Containerizing workloads on image mode for RHEL

In previous articles, we introduced bootable containers, discussed how to debug image mode for Red Hat Enterprise Linux (RHEL), which is built upon this new technology, and explained how to create CI/CD pipelines to automate the experience. In this article, we provide a comprehensive view of how you can manage workloads on image mode systems and set up a build pipeline to automate the experience of building, deploying, and managing Linux systems at scale.

Bootable containers

The upstream documentation summarizes bootable containers as "transactional, in-place operating system updates using OCI container images." In other words, updates to the operating system are shipped as container images. That implies that the Linux kernel, the bootloader, drivers, etc., are all part of the container image, which renders it "bootable." 

At the heart and center of making bootable containers function is the bootc command-line interface (CLI) tool. This tool is what converts the operating system image inside the container to a full fledged host. In RHEL, we typically refer to these as bootc images.

For over a decade, containers have evolved into an industry standard of bundling, shipping, and deploying applications. Bootable containers are a natural evolution of container technologies. Just like ordinary OCI application containers, you can build bootable containers using existing container technologies such as Containerfiles and tooling such as Podman, Docker or buildkit. You can further store the images on any container registry such as Quay.io, Docker Hub, the GitHub Container Registry, or any internal container registry. Figure 1 illustrates the difference between an application container and a bootable container.
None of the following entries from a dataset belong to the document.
//! Building a [`SourceFile`] while emitting its text.
//!
//! Modelled on rowan's green-node builder: nodes are opened and closed around
//! the tokens they contain, and every range is computed from the text that was
//! actually appended. Oracle adapters and the in-memory fixture use this so
//! offsets always agree with the source.

use smol_str::SmolStr;
use text_size::{TextRange, TextSize};

use super::{NodeKind, SourceFile, SyntaxNode};
use crate::base::{FileId, NodeId};

#[derive(Debug)]
pub struct SourceFileBuilder {
    file: FileId,
    path: SmolStr,
    text: String,
    nodes: Vec<SyntaxNode>,
    /// Open nodes; the root stays at the bottom.
    stack: Vec<NodeId>,
    /// Opened nodes that have not seen their first token yet.
    awaiting_token: Vec<NodeId>,
    last_token_end: TextSize,
    pending_doc: Vec<TextRange>,
}

impl SourceFileBuilder {
    pub fn new(file: FileId, path: impl Into<SmolStr>) -> Self {
        let root = SyntaxNode::new(NodeKind::SourceFile, TextRange::empty(TextSize::from(0)));
        Self {
            file,
            path: path.into(),
            text: String::new(),
            nodes: vec![root],
            stack: vec![NodeId::new(0)],
            awaiting_token: Vec::new(),
            last_token_end: TextSize::from(0),
            pending_doc: Vec::new(),
        }
    }

    fn offset(&self) -> TextSize {
        TextSize::of(self.text.as_str())
    }

    /// Open a node; it collects tokens until [`finish_node`](Self::finish_node).
    ///
    /// Doc blocks emitted with [`doc_comment`](Self::doc_comment) since the
    /// last node was opened are attached to this one.
    pub fn start_node(&mut self, kind: NodeKind) -> NodeId {
        let id = NodeId::new(self.nodes.len() as u32);
        let mut node = SyntaxNode::new(kind, TextRange::empty(self.offset()));
        node.full_start = self.last_token_end;
        node.js_doc = std::mem::take(&mut self.pending_doc);

        let parent = *self.stack.last().unwrap_or(&NodeId::new(0));
        node.parent = Some(parent);
        self.nodes[parent.index()].children.push(id);
        self.nodes.push(node);

        self.stack.push(id);
        self.awaiting_token.push(id);
        id
    }

    /// Close the innermost open node.
    pub fn finish_node(&mut self) -> NodeId {
        if self.stack.len() <= 1 {
            return NodeId::new(0);
        }
        let Some(id) = self.stack.pop() else {
            return NodeId::new(0);
        };
        let end = self.last_token_end;
        let node = &mut self.nodes[id.index()];
        if self.awaiting_token.last() == Some(&id) {
            // never saw a token: empty range at the current position
            self.awaiting_token.pop();
            node.range = TextRange::empty(end);
        } else {
            let start = node.range.start().min(end);
            node.range = TextRange::new(start, end);
        }
        id
    }

    /// Append a token that does not get its own node (keywords, punctuation).
    pub fn keyword(&mut self, text: &str) {
        let start = self.offset();
        self.text.push_str(text);
        for id in self.awaiting_token.drain(..) {
            self.nodes[id.index()].range = TextRange::empty(start);
        }
        self.last_token_end = self.offset();
    }

    /// Append a leaf node (identifier, literal) holding `text`.
    pub fn token(&mut self, kind: NodeKind, text: &str) -> NodeId {
        let id = self.start_node(kind);
        self.keyword(text);
        self.nodes[id.index()].text = Some(SmolStr::new(text));
        self.finish_node()
    }

    /// Append a double-quoted string literal; the node text is unquoted.
    pub fn string_literal(&mut self, value: &str) -> NodeId {
        let id = self.start_node(NodeKind::StringLiteral);
        self.keyword(&format!("\"{value}\""));
        self.nodes[id.index()].text = Some(SmolStr::new(value));
        self.finish_node()
    }

    pub fn space(&mut self) {
        self.text.push(' ');
    }

    pub fn newline(&mut self) {
        self.text.push('\n');
    }

    /// Append raw trivia (whitespace or ordinary comments).
    pub fn trivia(&mut self, text: &str) {
        self.text.push_str(text);
    }

    /// Append a comment followed by a newline.
    ///
    /// `/** ... */` blocks are also attached to the next opened node.
    pub fn doc_comment(&mut self, comment: &str) {
        let start = self.offset();
        self.text.push_str(comment);
        let range = TextRange::new(start, self.offset());
        self.text.push('\n');
        if comment.starts_with("/**") && comment.ends_with("*/") {
            self.pending_doc.push(range);
        }
    }

    /// Close every open node and produce the file.
    pub fn finish(mut self) -> SourceFile {
        while self.stack.len() > 1 {
            self.finish_node();
        }
        let root = &mut self.nodes[0];
        root.range = TextRange::up_to(TextSize::of(self.text.as_str()));
        root.full_start = TextSize::from(0);
        SourceFile::from_parts(self.file, self.path.as_str(), self.text, self.nodes)
    }
}

#[cfg(test)]
mod tests {
    use super::*;

    #[test]
    fn test_ranges_exclude_leading_trivia() {
        let mut b = SourceFileBuilder::new(FileId::new(0), "a.ts");
        b.doc_comment("/** @deprecated */");
        let decl = b.start_node(NodeKind::FunctionDeclaration);
        b.keyword("function");
        b.space();
        b.token(NodeKind::Identifier, "f");
        b.keyword("() {}");
        b.finish_node();
        let file = b.finish();

        let node = file.node(decl).unwrap();
        assert_eq!(node.full_start, TextSize::from(0));
        assert_eq!(file.source_text(decl), Some("function f() {}"));
        assert_eq!(node.js_doc.len(), 1);
        assert_eq!(
            file.text_of(file.name_of(decl).unwrap()),
            Some("f")
        );
    }

    #[test]
    fn test_full_start_is_previous_token_end() {
        let mut b = SourceFileBuilder::new(FileId::new(0), "a.ts");
        b.keyword("x;");
        b.newline();
        b.trivia("// note\n");
        let second = b.start_node(NodeKind::ExpressionStatement);
        b.token(NodeKind::Identifier, "y");
        b.keyword(";");
        b.finish_node();
        let file = b.finish();

        let node = file.node(second).unwrap();
        assert_eq!(node.full_start, TextSize::from(2));
        assert_eq!(file.source_text(second), Some("y;"));
    }

    #[test]
    fn test_plain_comment_is_not_attached() {
        let mut b = SourceFileBuilder::new(FileId::new(0), "a.ts");
        b.doc_comment("// @deprecated");
        let decl = b.start_node(NodeKind::VariableStatement);
        b.keyword("const x = 1;");
        b.finish_node();
        let file = b.finish();

        assert!(file.node(decl).unwrap().js_doc.is_empty());
    }
}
Bootable containers built on top of these existing technologies, extend containers to include the entire operating system along with the Linux kernel to allow for a comprehensive container-native workflow and user experience.

Updating an image mode system

The lifecycle of a bootc image includes a number of steps. Just like an application container, a bootc image is built via a Containerfile and standard container build tools. A common workflow to install the contents of a bootc image on a physical or virtual machine is to convert the container image into a disk image to eventually deploy it in the target environment. 

The bootc-image-builder tool is responsible for this conversion and supports a wide range of disk-image formats such as qcow2, AMI (Amazon Disk Image), ISO, VMDK for vSphere, and more. bootc-image-builder can easily be integrated into any existing build pipeline and is further used by the Podman Desktop bootc extension to manage and build disk images. Figure 2 shows the process of updating an image mode system.

Updating an image mode system follows a similar pattern as an application container: that is, building a new image and pushing it to the registry. Once pushed, bootc can pull down the updated image from the registry onto the deployed system and reboot into the new image.

There are several ways you can update an individual system:

• By default, image mode systems perform time-based updates via a systemd timer.
• For event-based updates, the bootc-fetch-apply-updates.service can be triggered.
• Manual updates can be performed by running bootc-upgrade and rebooting the system.

Along with updating and managing the system, bootc supports rollbacks and other useful features. For more information, refer to the bootc upstream documentation.

Updates to the RHEL base images

While image mode for RHEL introduces a new paradigm of how we manage and update our systems, the contents of the base images are still shipped in the form of RPM packages. In fact, it's the very same packages that make up traditional RPM-based systems, also referred to as package mode systems. 

That means that image mode for RHEL follows the same update and support cycles as package mode systems. New versions get released at the exact same time. Updates are shipped every 6 weeks. Fixes for high-severity CVEs may get shipped at any time. But because such urgent fixes are rare, you can expect a new base image every 6 weeks. Taking this schedule into account is helpful when planning for updates of image based systems, which require a reboot to complete the update.

Image mode and immutability

An important attribute of image mode for RHEL is immutability. An immutable operating system follows a different paradigm than traditional package-based systems. Once deployed, the entire filesystem, with the exception of /etc and /var, is mounted read-only. This means that not even the root user has write privileges. Updates to the system are applied by downloading a new version of the bootc image from a container registry, and then rebooting into the new state. It's a different way of approaching updates than using a package manager to update the system at runtime. It forces you to be intentional about changes to the operating system and gives you full control while increasing the security of the system.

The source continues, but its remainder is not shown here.